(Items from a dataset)

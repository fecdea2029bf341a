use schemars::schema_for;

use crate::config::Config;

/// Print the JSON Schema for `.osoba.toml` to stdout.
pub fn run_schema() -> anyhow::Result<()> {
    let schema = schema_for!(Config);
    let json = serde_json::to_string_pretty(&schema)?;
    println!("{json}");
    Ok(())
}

---

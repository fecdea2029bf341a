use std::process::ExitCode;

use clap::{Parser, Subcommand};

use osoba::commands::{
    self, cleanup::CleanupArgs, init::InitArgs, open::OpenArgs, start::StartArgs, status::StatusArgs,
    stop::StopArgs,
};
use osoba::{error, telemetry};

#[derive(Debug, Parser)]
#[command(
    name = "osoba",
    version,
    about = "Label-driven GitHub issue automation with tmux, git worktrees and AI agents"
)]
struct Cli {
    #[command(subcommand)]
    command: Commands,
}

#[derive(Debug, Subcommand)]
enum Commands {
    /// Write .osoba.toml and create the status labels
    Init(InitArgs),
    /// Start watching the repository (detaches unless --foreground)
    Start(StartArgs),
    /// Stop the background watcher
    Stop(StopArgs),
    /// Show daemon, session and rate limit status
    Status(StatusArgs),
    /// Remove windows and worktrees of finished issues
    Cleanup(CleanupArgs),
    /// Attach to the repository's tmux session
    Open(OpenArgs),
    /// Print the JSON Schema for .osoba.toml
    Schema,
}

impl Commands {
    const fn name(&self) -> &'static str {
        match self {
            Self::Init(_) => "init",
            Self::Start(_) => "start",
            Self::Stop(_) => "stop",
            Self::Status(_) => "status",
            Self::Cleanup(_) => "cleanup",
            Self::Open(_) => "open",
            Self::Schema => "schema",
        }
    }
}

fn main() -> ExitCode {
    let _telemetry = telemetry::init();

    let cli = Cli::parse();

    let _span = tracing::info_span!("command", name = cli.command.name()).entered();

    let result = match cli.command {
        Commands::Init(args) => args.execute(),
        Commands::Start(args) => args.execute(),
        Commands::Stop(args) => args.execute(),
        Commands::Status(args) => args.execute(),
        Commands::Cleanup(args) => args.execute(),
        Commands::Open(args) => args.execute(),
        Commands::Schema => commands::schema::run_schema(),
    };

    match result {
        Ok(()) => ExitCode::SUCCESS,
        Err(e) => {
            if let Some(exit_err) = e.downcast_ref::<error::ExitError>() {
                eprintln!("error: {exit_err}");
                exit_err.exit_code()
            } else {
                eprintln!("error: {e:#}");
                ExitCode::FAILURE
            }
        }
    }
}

GOAL OF THE EXERCISE:
From the records above, quote only the lines running from the line with "the status labels" to the line with "let result = match", both lines included.

THE COMPLETED TASK:
    /// Write .osoba.toml and create the status labels
    Init(InitArgs),
    /// Start watching the repository (detaches unless --foreground)
    Start(StartArgs),
    /// Stop the background watcher
    Stop(StopArgs),
    /// Show daemon, session and rate limit status
    Status(StatusArgs),
    /// Remove windows and worktrees of finished issues
    Cleanup(CleanupArgs),
    /// Attach to the repository's tmux session
    Open(OpenArgs),
    /// Print the JSON Schema for .osoba.toml
    Schema,
}

impl Commands {
    const fn name(&self) -> &'static str {
        match self {
            Self::Init(_) => "init",
            Self::Start(_) => "start",
            Self::Stop(_) => "stop",
            Self::Status(_) => "status",
            Self::Cleanup(_) => "cleanup",
            Self::Open(_) => "open",
            Self::Schema => "schema",
        }
    }
}

fn main() -> ExitCode {
    let _telemetry = telemetry::init();

    let cli = Cli::parse();

    let _span = tracing::info_span!("command", name = cli.command.name()).entered();

    let result = match cli.command {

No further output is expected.